Study material —
BEGIN

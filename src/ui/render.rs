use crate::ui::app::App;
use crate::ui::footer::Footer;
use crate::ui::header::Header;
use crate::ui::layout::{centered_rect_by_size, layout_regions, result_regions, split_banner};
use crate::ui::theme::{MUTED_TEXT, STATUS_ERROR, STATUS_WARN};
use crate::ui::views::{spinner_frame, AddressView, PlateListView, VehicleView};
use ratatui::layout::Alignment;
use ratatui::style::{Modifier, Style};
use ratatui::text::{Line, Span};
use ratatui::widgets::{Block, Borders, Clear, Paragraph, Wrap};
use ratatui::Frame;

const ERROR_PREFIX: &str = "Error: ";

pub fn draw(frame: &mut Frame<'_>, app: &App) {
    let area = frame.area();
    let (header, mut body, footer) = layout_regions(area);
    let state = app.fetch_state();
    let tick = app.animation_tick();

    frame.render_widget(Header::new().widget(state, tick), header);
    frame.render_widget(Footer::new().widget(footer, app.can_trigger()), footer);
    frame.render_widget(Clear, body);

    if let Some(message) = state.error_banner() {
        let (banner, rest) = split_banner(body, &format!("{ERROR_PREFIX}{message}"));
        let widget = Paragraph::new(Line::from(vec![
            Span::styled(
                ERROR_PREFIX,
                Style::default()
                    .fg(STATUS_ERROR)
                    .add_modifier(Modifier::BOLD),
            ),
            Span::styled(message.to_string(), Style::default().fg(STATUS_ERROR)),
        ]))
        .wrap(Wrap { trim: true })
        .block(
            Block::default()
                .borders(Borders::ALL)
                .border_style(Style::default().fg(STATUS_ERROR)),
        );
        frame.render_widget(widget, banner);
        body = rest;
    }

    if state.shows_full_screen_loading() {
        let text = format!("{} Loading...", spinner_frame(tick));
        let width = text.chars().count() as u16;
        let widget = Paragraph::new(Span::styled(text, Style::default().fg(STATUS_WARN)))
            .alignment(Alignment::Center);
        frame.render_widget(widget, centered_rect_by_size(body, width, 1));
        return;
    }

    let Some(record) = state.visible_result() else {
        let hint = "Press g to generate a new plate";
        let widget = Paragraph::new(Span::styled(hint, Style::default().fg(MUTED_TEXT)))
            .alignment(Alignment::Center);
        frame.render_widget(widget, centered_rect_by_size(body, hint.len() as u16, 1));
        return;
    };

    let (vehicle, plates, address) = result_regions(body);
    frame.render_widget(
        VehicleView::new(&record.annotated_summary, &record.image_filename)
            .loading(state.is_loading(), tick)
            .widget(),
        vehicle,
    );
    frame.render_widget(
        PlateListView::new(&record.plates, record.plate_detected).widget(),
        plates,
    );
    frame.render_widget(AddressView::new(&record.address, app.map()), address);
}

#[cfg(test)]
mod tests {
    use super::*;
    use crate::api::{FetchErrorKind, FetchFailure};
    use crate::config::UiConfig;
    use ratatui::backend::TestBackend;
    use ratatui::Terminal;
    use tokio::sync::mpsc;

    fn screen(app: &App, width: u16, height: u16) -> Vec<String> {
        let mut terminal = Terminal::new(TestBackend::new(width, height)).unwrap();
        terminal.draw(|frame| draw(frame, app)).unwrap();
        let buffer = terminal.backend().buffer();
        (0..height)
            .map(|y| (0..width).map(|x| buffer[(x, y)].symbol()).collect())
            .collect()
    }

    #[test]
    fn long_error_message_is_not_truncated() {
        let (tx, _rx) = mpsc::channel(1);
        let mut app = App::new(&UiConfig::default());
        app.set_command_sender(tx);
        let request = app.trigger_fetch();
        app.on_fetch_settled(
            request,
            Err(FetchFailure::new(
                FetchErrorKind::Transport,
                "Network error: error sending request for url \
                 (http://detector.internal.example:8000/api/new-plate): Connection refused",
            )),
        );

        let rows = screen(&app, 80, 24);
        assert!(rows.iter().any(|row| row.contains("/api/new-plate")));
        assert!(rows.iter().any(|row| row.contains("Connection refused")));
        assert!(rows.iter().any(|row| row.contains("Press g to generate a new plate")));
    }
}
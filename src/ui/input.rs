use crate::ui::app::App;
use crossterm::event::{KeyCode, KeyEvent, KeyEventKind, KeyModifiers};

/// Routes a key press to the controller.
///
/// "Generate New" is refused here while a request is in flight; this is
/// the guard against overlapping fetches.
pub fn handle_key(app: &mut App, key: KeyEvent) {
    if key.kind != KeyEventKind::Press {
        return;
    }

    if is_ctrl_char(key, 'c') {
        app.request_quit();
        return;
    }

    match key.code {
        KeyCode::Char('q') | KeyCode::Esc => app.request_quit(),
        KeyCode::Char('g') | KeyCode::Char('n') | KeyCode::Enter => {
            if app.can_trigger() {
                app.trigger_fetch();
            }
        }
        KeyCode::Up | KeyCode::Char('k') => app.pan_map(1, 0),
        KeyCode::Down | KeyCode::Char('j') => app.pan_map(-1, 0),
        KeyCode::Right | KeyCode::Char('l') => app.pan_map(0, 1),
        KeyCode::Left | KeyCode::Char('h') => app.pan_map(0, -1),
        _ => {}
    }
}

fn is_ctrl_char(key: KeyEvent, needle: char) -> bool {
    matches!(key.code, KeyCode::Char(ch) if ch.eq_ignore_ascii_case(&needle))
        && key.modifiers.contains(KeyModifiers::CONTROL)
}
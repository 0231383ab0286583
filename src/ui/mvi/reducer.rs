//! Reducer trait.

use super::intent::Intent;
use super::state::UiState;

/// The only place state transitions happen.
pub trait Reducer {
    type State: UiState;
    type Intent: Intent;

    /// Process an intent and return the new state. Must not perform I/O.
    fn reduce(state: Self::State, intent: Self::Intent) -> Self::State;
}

END
BEGIN

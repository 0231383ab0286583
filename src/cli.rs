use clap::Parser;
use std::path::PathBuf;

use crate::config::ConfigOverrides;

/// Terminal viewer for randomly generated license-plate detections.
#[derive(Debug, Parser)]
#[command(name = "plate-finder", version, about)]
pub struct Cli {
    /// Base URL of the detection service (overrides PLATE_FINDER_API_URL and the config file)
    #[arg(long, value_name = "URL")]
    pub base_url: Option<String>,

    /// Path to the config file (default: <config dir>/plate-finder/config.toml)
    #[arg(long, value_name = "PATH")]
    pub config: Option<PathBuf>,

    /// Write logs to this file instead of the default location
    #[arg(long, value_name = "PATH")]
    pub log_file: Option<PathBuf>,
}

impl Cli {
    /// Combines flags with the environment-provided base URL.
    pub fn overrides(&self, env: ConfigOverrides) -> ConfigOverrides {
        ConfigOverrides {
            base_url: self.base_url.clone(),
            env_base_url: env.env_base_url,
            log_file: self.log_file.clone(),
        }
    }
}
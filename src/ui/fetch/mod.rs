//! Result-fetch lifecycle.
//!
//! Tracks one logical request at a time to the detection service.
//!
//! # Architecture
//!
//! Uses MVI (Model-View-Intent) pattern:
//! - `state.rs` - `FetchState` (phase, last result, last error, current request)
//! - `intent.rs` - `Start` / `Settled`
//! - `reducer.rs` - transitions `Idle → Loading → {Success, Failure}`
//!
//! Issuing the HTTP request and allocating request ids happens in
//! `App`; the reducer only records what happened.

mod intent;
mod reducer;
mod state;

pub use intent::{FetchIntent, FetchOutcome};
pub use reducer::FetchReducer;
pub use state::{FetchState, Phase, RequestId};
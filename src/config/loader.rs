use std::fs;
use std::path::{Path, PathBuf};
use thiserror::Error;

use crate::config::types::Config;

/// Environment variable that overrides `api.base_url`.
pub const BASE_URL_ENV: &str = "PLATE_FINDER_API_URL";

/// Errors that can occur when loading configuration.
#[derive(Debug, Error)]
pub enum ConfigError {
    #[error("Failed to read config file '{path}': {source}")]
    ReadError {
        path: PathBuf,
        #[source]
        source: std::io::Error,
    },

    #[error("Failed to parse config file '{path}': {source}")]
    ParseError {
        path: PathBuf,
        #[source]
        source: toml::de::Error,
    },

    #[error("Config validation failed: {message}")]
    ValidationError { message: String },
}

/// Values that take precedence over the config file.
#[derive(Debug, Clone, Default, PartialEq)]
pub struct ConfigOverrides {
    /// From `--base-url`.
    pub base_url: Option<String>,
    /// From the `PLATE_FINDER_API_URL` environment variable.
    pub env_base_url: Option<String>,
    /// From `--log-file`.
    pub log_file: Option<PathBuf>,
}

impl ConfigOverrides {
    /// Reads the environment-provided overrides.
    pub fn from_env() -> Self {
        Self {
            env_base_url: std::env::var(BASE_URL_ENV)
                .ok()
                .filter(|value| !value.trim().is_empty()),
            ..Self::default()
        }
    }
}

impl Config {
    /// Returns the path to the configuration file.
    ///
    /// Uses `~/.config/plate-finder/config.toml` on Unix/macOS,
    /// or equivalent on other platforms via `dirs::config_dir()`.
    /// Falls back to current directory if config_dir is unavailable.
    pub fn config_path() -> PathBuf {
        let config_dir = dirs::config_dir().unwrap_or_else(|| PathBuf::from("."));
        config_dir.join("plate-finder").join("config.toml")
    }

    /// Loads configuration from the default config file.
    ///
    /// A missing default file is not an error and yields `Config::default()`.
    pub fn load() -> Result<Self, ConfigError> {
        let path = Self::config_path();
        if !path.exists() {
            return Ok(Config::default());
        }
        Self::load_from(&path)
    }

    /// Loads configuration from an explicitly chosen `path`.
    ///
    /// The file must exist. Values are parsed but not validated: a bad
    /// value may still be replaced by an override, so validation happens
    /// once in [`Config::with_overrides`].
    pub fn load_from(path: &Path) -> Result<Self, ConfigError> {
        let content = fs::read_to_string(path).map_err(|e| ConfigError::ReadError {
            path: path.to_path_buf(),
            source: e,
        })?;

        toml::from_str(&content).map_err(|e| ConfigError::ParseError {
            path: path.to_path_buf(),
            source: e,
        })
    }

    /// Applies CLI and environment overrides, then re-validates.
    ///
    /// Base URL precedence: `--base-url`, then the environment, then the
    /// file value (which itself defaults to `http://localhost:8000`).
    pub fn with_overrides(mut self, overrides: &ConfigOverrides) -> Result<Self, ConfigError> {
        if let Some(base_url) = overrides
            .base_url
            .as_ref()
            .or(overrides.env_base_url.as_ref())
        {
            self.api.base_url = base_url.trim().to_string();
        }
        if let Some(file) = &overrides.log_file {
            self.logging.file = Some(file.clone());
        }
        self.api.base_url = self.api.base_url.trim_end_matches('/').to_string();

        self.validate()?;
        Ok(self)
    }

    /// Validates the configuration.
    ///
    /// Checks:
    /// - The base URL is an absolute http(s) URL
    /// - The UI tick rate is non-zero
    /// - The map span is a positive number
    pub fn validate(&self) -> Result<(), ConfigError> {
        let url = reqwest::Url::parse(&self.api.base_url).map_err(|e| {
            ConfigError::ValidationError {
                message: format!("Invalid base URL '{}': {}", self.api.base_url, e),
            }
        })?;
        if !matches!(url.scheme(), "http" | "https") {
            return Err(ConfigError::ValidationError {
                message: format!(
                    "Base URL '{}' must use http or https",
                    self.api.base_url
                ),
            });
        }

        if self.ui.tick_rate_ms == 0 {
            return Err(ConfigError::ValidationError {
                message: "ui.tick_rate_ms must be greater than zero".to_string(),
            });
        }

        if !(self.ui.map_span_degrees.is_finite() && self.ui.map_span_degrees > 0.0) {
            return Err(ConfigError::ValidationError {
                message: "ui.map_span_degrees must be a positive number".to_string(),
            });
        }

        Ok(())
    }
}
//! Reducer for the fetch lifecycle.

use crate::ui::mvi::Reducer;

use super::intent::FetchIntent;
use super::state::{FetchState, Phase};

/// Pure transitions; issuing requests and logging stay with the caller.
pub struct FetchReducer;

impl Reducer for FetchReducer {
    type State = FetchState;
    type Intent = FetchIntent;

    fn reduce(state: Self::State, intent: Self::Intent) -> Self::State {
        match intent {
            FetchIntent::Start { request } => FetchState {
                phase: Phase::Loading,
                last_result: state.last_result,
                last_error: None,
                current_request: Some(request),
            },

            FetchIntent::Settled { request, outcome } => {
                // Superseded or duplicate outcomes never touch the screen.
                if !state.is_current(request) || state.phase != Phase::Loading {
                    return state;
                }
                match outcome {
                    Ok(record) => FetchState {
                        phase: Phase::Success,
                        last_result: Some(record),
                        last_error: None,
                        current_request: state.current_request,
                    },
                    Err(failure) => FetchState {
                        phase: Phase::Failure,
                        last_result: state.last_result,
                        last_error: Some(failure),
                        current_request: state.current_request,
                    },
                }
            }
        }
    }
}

END
BEGIN

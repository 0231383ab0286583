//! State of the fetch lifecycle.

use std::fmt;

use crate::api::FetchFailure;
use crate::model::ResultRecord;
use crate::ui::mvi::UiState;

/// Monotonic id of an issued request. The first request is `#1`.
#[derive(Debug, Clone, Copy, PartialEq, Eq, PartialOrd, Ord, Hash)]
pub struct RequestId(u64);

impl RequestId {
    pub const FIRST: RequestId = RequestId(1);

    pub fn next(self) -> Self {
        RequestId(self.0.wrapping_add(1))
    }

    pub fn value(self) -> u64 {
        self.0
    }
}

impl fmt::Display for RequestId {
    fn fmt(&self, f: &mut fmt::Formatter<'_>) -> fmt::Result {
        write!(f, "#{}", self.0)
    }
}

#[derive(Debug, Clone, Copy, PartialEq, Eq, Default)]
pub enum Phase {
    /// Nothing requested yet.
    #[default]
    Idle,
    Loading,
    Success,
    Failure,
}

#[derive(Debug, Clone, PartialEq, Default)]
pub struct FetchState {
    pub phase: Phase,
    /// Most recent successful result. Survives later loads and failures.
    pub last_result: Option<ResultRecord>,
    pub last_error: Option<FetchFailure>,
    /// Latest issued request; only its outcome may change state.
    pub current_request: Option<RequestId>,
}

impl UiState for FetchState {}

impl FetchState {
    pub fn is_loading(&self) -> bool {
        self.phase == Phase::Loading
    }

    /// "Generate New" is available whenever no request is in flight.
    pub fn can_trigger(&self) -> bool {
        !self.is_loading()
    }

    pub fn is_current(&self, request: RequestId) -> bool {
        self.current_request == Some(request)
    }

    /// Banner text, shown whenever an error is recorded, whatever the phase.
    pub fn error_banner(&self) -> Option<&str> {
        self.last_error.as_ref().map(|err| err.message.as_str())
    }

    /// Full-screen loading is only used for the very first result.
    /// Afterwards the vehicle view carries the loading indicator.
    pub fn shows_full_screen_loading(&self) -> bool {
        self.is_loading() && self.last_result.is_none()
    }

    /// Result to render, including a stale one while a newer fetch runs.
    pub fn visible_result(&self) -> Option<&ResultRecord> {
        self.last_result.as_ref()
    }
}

END

Your assignment — The required answer is the run of lines above, starting at the line with "filename src/ui/render.rs" and ending at the line with "let (header, mut", reproduced exactly with both ends.

Solution to the exercise —
filename src/ui/render.rs
use crate::ui::app::App;
use crate::ui::footer::Footer;
use crate::ui::header::Header;
use crate::ui::layout::{centered_rect_by_size, layout_regions, result_regions, split_banner};
use crate::ui::theme::{MUTED_TEXT, STATUS_ERROR, STATUS_WARN};
use crate::ui::views::{spinner_frame, AddressView, PlateListView, VehicleView};
use ratatui::layout::Alignment;
use ratatui::style::{Modifier, Style};
use ratatui::text::{Line, Span};
use ratatui::widgets::{Block, Borders, Clear, Paragraph, Wrap};
use ratatui::Frame;

const ERROR_PREFIX: &str = "Error: ";

pub fn draw(frame: &mut Frame<'_>, app: &App) {
    let area = frame.area();
    let (header, mut body, footer) = layout_regions(area);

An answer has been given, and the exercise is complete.